Exploring the Environment: Haptic regression
The HR-Recycler project aims at creating a hybrid collaboration environment for disassembly of Waste of Electrical and Electronic Equipment (WEEE) materials, where humans and robots collaborate with the goal of disassembling WEEE products. Even for a single device type (e.g., microwave), recycling plants are interested in many variations that come in different shapes, weights, and disassembly steps. The complexity is further exacerbated when the mechanical structures of these devices are damaged which is often the case for disposed WEEE materials. When disassembling devices without knowing their construction plans, fixtures are easily not detected by visual sensors – either because they are not visible, such as snap-in fixtures, or because they are not properly recognized, such as recessed screws. In these situations, a solution is required for understanding the object and identifying its components. Hence, a major challenge in disassembling an unknown object is to overcome these various sources of uncertainty. The shape of an object can be approximated well from vision and depth sensors. However, the information may be incomplete as visually occluded structures and the material composition that affects mechanical characteristics remains out of reach for such sensors. Thus, we are working at providing a robot with the ability to exploit its force sensing capability to refine the knowledge about these objects by interacting with the object.
Technical Challenges
By observing how robot force applied to the object affects interaction dynamics between them, we can improve the knowledge about the object properties, particularly material properties and estimation of structural features. This approach known as tactile and haptic exploration can significantly improve the results of visual object identification methods for complex objects with hidden structures.
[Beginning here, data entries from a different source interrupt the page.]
pub mod r#trait {
    pub use super::trait_::*;
}
#[path = "trait.rs"]
mod trait_;
pub mod memory;

pub use memory::InMemoryPlayHistoryRepository;
pub use r#trait::PlayHistoryRepository;

#[cfg(test)]
#[path = "tests/memory_tests.rs"]
mod tests;
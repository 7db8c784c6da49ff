//! Common validation utilities

use serde::Serialize;
use std::collections::HashMap;

/// Validation error with field-level details
#[derive(Debug, Clone, Serialize)]
pub struct ValidationError {
    pub field: String,
    pub message: String,
    pub code: String,
}

impl ValidationError {
    pub fn new(field: impl Into<String>, message: impl Into<String>, code: impl Into<String>) -> Self {
        Self {
            field: field.into(),
            message: message.into(),
            code: code.into(),
        }
    }
}

/// Collection of validation errors
#[derive(Debug, Default)]
pub struct ValidationErrors {
    errors: Vec<ValidationError>,
}

impl ValidationErrors {
    pub fn new() -> Self {
        Self::default()
    }

    pub fn add(&mut self, error: ValidationError) {
        self.errors.push(error);
    }

    pub fn add_error(&mut self, field: impl Into<String>, message: impl Into<String>, code: impl Into<String>) {
        self.add(ValidationError::new(field, message, code));
    }

    pub fn is_empty(&self) -> bool {
        self.errors.is_empty()
    }

    pub fn has_errors(&self) -> bool {
        !self.errors.is_empty()
    }

    pub fn errors(&self) -> &[ValidationError] {
        &self.errors
    }

    pub fn to_field_errors(&self) -> HashMap<String, Vec<String>> {
        let mut field_errors: HashMap<String, Vec<String>> = HashMap::new();
        for error in &self.errors {
            field_errors
                .entry(error.field.clone())
                .or_default()
                .push(error.message.clone());
        }
        field_errors
    }
}

/// Common validation functions
pub mod validators {
    /// Check if a string is not empty
    pub fn not_empty(value: &str) -> bool {
        !value.trim().is_empty()
    }

    /// Check if a string's character count is within bounds
    pub fn length_between(value: &str, min: usize, max: usize) -> bool {
        let len = value.chars().count();
        len >= min && len <= max
    }

    /// Check if a string matches a pattern
    pub fn matches_pattern(value: &str, pattern: &regex::Regex) -> bool {
        pattern.is_match(value)
    }
}
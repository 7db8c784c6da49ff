pub mod error;

pub use error::{handle_domain_error, handle_validation_errors, json_error_handler};
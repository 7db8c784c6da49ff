//! Application factory
//!
//! Builds the Actix-web application from a prepared `AppState`.

use std::sync::Arc;

use actix_web::{
    body::MessageBody,
    dev::{ServiceFactory, ServiceRequest, ServiceResponse},
    middleware::Logger,
    web, App, HttpResponse,
};

use catalog_shared::{error_codes, Environment, ErrorResponse, ServerConfig};

use crate::handlers::error::json_error_handler;
use crate::middleware::{
    auth::{TokenAuth, TokenAuthenticator},
    cors::create_cors,
};
use crate::routes::{auth, content, health::health_check, AppState, Backend};

/// Create and configure the application with all dependencies
pub fn create_app<B: Backend>(
    app_state: web::Data<AppState<B>>,
    server: &ServerConfig,
    environment: Environment,
) -> App<
    impl ServiceFactory<
        ServiceRequest,
        Config = (),
        Response = ServiceResponse<impl MessageBody>,
        Error = actix_web::Error,
        InitError = (),
    >,
> {
    let authenticator: Arc<dyn TokenAuthenticator> = app_state.auth_service.clone();

    App::new()
        .app_data(app_state)
        .app_data(web::Data::from(authenticator))
        .app_data(web::JsonConfig::default().error_handler(json_error_handler))
        .wrap(Logger::default())
        .wrap(create_cors(server, environment))
        .route("/health", web::get().to(health_check))
        .service(
            web::scope("/auth")
                .route("/username/login", web::post().to(auth::login::<B>))
                .route("/register", web::post().to(auth::register::<B>))
                .route(
                    "/verify-email-and-activate-account",
                    web::post().to(auth::verify_email_and_activate::<B>),
                )
                .route("/resend-otp", web::post().to(auth::resend_otp::<B>))
                .route(
                    "/logout",
                    web::post()
                        .to(auth::logout::<B>)
                        .wrap(TokenAuth::required()),
                ),
        )
        .service(
            web::scope("/content")
                .route(
                    "/songs/{id}",
                    web::get()
                        .to(content::retrieve_song::<B>)
                        .wrap(TokenAuth::optional()),
                )
                .route(
                    "/history",
                    web::get()
                        .to(content::list_history::<B>)
                        .wrap(TokenAuth::required()),
                ),
        )
        .default_service(web::route().to(not_found))
}

/// Default 404 handler
async fn not_found() -> HttpResponse {
    HttpResponse::NotFound().json(ErrorResponse::new(
        error_codes::NOT_FOUND,
        "The requested resource was not found",
    ))
}
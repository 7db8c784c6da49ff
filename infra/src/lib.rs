//! # Infrastructure Layer
//!
//! Concrete implementations of the ports defined in `catalog_core`.
//!
//! ## Architecture
//!
//! - **Database**: MySQL repositories using SQLx, plus embedded migrations
//! - **Cache**: Redis client and Redis-backed OTP cache, and an in-memory TTL cache
//! - **Notify**: OTP delivery implementations
//!
//! ## Features
//!
//! - `mysql`: Enable MySQL database support (default)
//! - `redis-cache`: Enable Redis caching support (default)

// Re-export core error types for convenience
pub use catalog_core::errors::{DomainError, DomainResult};

/// Database module - MySQL implementations using SQLx
#[cfg(feature = "mysql")]
pub mod database;

/// Cache module - OTP caches and the Redis client
pub mod cache;

/// Notify module - OTP delivery
pub mod notify;

/// Infrastructure-specific error types
#[derive(Debug, thiserror::Error)]
pub enum InfrastructureError {
    /// Database connection error
    #[error("Database error: {0}")]
    Database(#[from] sqlx::Error),

    /// Migration failure at startup
    #[error("Migration error: {0}")]
    Migration(#[from] sqlx::migrate::MigrateError),

    /// Redis cache error
    #[error("Cache error: {0}")]
    Cache(#[from] redis::RedisError),

    /// Configuration error
    #[error("Configuration error: {0}")]
    Config(String),
}

impl From<InfrastructureError> for DomainError {
    fn from(err: InfrastructureError) -> Self {
        DomainError::Internal {
            message: err.to_string(),
        }
    }
}
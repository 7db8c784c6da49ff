use actix_web::{web, HttpResponse};
use validator::Validate;

use crate::dto::auth::{ResendOtpRequest, ResendOtpResponse};
use crate::handlers::error::{handle_domain_error, handle_validation_errors};
use crate::routes::{AppState, Backend};

/// Handler for POST /auth/resend-otp
///
/// Issues a new code unless one is still pending for the email. Whether an
/// account exists for the email is not revealed.
///
/// ## Errors
/// - 400 Bad Request: A code is still pending
pub async fn resend_otp<B: Backend>(
    state: web::Data<AppState<B>>,
    request: web::Json<ResendOtpRequest>,
) -> HttpResponse {
    let request = request.into_inner();
    if let Err(errors) = request.validate() {
        return handle_validation_errors(errors);
    }

    match state.auth_service.resend_otp(&request.email).await {
        Ok(issued) => HttpResponse::Ok().json(ResendOtpResponse {
            message: "OTP sent successfully.".to_string(),
            otp: issued.echoed_code().map(str::to_string),
        }),
        Err(error) => handle_domain_error(error),
    }
}
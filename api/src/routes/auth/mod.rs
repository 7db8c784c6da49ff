//! Authentication route handlers
//!
//! - Username/password login and logout
//! - Registration with email OTP activation
//! - OTP resend

pub mod login;
pub mod logout;
pub mod register;
pub mod resend;
pub mod verify;

pub use login::login;
pub use logout::logout;
pub use register::register;
pub use resend::resend_otp;
pub use verify::verify_email_and_activate;
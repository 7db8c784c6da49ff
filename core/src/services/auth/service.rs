//! Main authentication service implementation

use std::sync::Arc;
use uuid::Uuid;

use catalog_shared::email::{mask_email, normalize_email};

use crate::domain::entities::Account;
use crate::domain::value_objects::{AccountProfile, LoginResult, LogoutOutcome, RegistrationResult};
use crate::errors::{AuthError, DomainResult, ValidationError};
use crate::repositories::{AccountRepository, TokenRepository};
use crate::services::otp::{IssuePolicy, IssuedOtp, OtpCacheTrait, OtpNotifier, OtpService};

use super::config::AuthServiceConfig;
use super::password::{hash_password, verify_password};
use super::types::RegistrationRequest;
use super::validation::validate_registration;

/// Authentication service for the account lifecycle
pub struct AuthService<A, T, C, N>
where
    A: AccountRepository,
    T: TokenRepository,
    C: OtpCacheTrait,
    N: OtpNotifier,
{
    account_repository: Arc<A>,
    token_repository: Arc<T>,
    otp_service: Arc<OtpService<C>>,
    notifier: Arc<N>,
    config: AuthServiceConfig,
}

impl<A, T, C, N> AuthService<A, T, C, N>
where
    A: AccountRepository,
    T: TokenRepository,
    C: OtpCacheTrait,
    N: OtpNotifier,
{
    pub fn new(
        account_repository: Arc<A>,
        token_repository: Arc<T>,
        otp_service: Arc<OtpService<C>>,
        notifier: Arc<N>,
        config: AuthServiceConfig,
    ) -> Self {
        Self {
            account_repository,
            token_repository,
            otp_service,
            notifier,
            config,
        }
    }

    /// Register a new, inactive account and send it an activation code
    ///
    /// Every field problem, including taken usernames and emails, is
    /// reported at once as `ValidationError::Fields`. Any code pending for
    /// the same email is replaced.
    pub async fn register(&self, request: RegistrationRequest) -> DomainResult<RegistrationResult> {
        let request = RegistrationRequest {
            email: normalize_email(&request.email),
            ..request
        };

        let mut errors = validate_registration(&request, &self.config.password_policy);
        let field_ok = |field: &str| !errors.errors().iter().any(|e| e.field == field);

        let username_taken = field_ok("username")
            && self.account_repository.exists_by_username(&request.username).await?;
        let email_taken =
            field_ok("email") && self.account_repository.exists_by_email(&request.email).await?;

        if username_taken {
            errors.add_error("username", "A user with that username already exists.", "unique");
        }
        if email_taken {
            errors.add_error("email", "A user with that email already exists.", "unique");
        }
        if errors.has_errors() {
            tracing::info!(
                event = "registration_rejected",
                fields = ?errors.to_field_errors().keys().collect::<Vec<_>>(),
                "Registration failed validation"
            );
            return Err(ValidationError::Fields {
                fields: errors.to_field_errors(),
            }
            .into());
        }

        let password_hash = hash_password(&request.password, self.config.bcrypt_cost).await?;
        let account = self
            .account_repository
            .create(Account::new(
                request.username,
                request.email,
                password_hash,
                request.first_name,
                request.last_name,
            ))
            .await?;

        tracing::info!(
            account_id = %account.id,
            email = %mask_email(&account.email),
            event = "account_registered",
            "Registered inactive account"
        );

        let issued = self
            .otp_service
            .issue(&account.email, IssuePolicy::Overwrite)
            .await?;
        self.notify(&issued).await;

        Ok(RegistrationResult {
            profile: AccountProfile::from(account),
            otp: issued.echoed_code().map(str::to_string),
        })
    }

    /// Issue a fresh code unless one is still pending for `email`
    ///
    /// Whether an account exists for the email is not checked.
    pub async fn resend_otp(&self, email: &str) -> DomainResult<IssuedOtp> {
        let email = normalize_email(email);
        let issued = self
            .otp_service
            .issue(&email, IssuePolicy::CheckExisting)
            .await?;
        self.notify(&issued).await;
        Ok(issued)
    }

    /// Activate the account of `email` if `code` matches its pending OTP
    ///
    /// The code is consumed only when activation succeeds. Concurrent calls
    /// with the same code may all activate, but only the one that consumes
    /// the code reports success; the rest fail with `InvalidOtp`.
    pub async fn verify_and_activate(&self, email: &str, code: &str) -> DomainResult<AccountProfile> {
        let email = normalize_email(email);
        self.otp_service.check(&email, code).await?;

        let mut account = self
            .account_repository
            .find_by_email(&email)
            .await?
            .ok_or(AuthError::AccountNotFound)?;

        account.activate();
        let account = self.account_repository.save(account).await?;
        if !self.otp_service.invalidate(&email).await? {
            tracing::warn!(
                account_id = %account.id,
                email = %mask_email(&email),
                event = "otp_already_consumed",
                "OTP was consumed by a concurrent verification"
            );
            return Err(AuthError::InvalidOtp.into());
        }

        tracing::info!(
            account_id = %account.id,
            email = %mask_email(&email),
            event = "account_activated",
            "Account activated"
        );

        Ok(AccountProfile::from(account))
    }

    /// Exchange username and password for the account's token
    ///
    /// Unknown usernames, wrong passwords and inactive accounts are not
    /// told apart. Repeated logins return the same token.
    pub async fn login(&self, username: &str, password: &str) -> DomainResult<LoginResult> {
        let account = match self.account_repository.find_by_username(username).await? {
            Some(account) => account,
            None => {
                // Spend the same hashing time as a real check
                let _ = hash_password(password, self.config.bcrypt_cost).await;
                tracing::warn!(event = "login_failed", reason = "unknown_username", "Login failed");
                return Err(AuthError::InvalidCredentials.into());
            }
        };

        let password_ok = verify_password(password, &account.password_hash).await?;
        if !password_ok || !account.is_active {
            tracing::warn!(
                account_id = %account.id,
                event = "login_failed",
                reason = if password_ok { "inactive" } else { "wrong_password" },
                "Login failed"
            );
            return Err(AuthError::InvalidCredentials.into());
        }

        let (token, created) = self.token_repository.get_or_create(account.id).await?;

        let mut account = account;
        account.record_login();
        let account = self.account_repository.save(account).await?;

        tracing::info!(
            account_id = %account.id,
            token_created = created,
            event = "login_success",
            "Login succeeded"
        );

        Ok(LoginResult {
            profile: AccountProfile::from(account),
            token,
            created,
        })
    }

    /// Revoke the account's token when `logout_all_devices` is set
    ///
    /// With a single token per account, a single-device logout has nothing
    /// to revoke and is only acknowledged. Revoking an absent token fails
    /// with `AuthError::AlreadyLoggedOut`.
    pub async fn logout(&self, account_id: Uuid, logout_all_devices: bool) -> DomainResult<LogoutOutcome> {
        if !logout_all_devices {
            return Ok(LogoutOutcome::Acknowledged);
        }

        if !self.token_repository.delete_for_account(account_id).await? {
            tracing::info!(
                account_id = %account_id,
                event = "logout_without_token",
                "Logout requested but no token exists"
            );
            return Err(AuthError::AlreadyLoggedOut.into());
        }

        tracing::info!(account_id = %account_id, event = "logout", "Token revoked");
        Ok(LogoutOutcome::TokenRevoked)
    }

    /// Resolve a token key to its active account
    ///
    /// # Returns
    /// * `Ok(None)` - Unknown key, or the owner is missing or inactive
    pub async fn authenticate_token(&self, key: &str) -> DomainResult<Option<AccountProfile>> {
        let token = match self.token_repository.find_by_key(key).await? {
            Some(token) => token,
            None => return Ok(None),
        };

        let account = self.account_repository.find_by_id(token.account_id).await?;
        Ok(account.filter(|a| a.is_active).map(AccountProfile::from))
    }

    async fn notify(&self, issued: &IssuedOtp) {
        if let Err(e) = self.notifier.deliver(&issued.email, &issued.code).await {
            tracing::warn!(
                email = %mask_email(&issued.email),
                error = %e,
                event = "otp_delivery_failed",
                "Failed to deliver OTP"
            );
        }
    }
}
use actix_web::{web, HttpResponse};
use validator::Validate;

use crate::dto::auth::{LoginRequest, LoginResponse};
use crate::handlers::error::{handle_domain_error, handle_validation_errors};
use crate::routes::{AppState, Backend};

/// Handler for POST /auth/username/login
///
/// # Request Body
///
/// ```json
/// { "username": "listener", "password": "..." }
/// ```
///
/// # Response
///
/// ## Success (200 OK)
/// ```json
/// {
///     "user": { "id": "...", "username": "listener", "email": "listener@example.com" },
///     "token": "9944b09199c62bcf9418ad846dd0e4bbdfc6ee4b"
/// }
/// ```
///
/// Repeated logins return the same token.
///
/// ## Errors
/// - 400 Bad Request: Blank username or password
/// - 401 Unauthorized: Unknown user, wrong password or inactive account
pub async fn login<B: Backend>(
    state: web::Data<AppState<B>>,
    request: web::Json<LoginRequest>,
) -> HttpResponse {
    let request = request.into_inner();
    if let Err(errors) = request.validate() {
        return handle_validation_errors(errors);
    }

    match state
        .auth_service
        .login(&request.username, &request.password)
        .await
    {
        Ok(result) => HttpResponse::Ok().json(LoginResponse::from(result)),
        Err(error) => handle_domain_error(error),
    }
}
Robotic Solution: Haptic SLAM
Haptic SLAM is dedicated to modeling the environment using haptic sensory data without visual feedback, for which haptic regression is an important technology. The entire space of the environment is divided into grids on which the probabilistic environmental model is constructed. Specifically, the probabilistic density functions of the objects in the environment are updated based on collected haptic data using the Bayesian inference and haptic regression. To improve the efficiency of large state space, occupancy and inference grids are applied and adopted with the discretized representation of the workspace. The represented model is built from iteratively collected sensor data given an initial belief over the geometry of the object. An imminent challenge lies in the refinement of the estimated geometric shape of the underlying object. The critical point is to infer the shape candidates represented via analytical parameterization of different shapes from the initial sensor data and add this prior knowledge to further measurements. As a result, the overall dataset allows not only to update the geometric decomposition but also the material decomposition of the object. An example of the modeling process of an object can be referred in Figure 1, and the modeling results of the object are illustrated in Figure 2.